Take the line that contains "pub mod generator;" as the first line and the final line of the records as the last; return exactly those lines and the lines between.

Stored data
=== Begin Enclosure ===

//! Localized product-information pages for retail SKUs.
//!
//! The pipeline flows one direction: catalog CSV -> per-SKU JSON content
//! store -> (enrich -> merge -> QC -> premium pass, each rewriting the
//! store) -> rendered static HTML tree. The edit service reads and writes
//! the same store and can trigger a full re-render.

pub mod catalog;
pub mod config;
pub mod enrich;
pub mod generator;
pub mod i18n;
pub mod localizer;
pub mod merge;
pub mod premium;
pub mod product;
pub mod qc;
pub mod render;
pub mod report;
pub mod server;
pub mod store;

=== End Enclosure ===

■ **Solution below**
pub mod generator;
pub mod i18n;
pub mod localizer;
pub mod merge;
pub mod premium;
pub mod product;
pub mod qc;
pub mod render;
pub mod report;
pub mod server;
pub mod store;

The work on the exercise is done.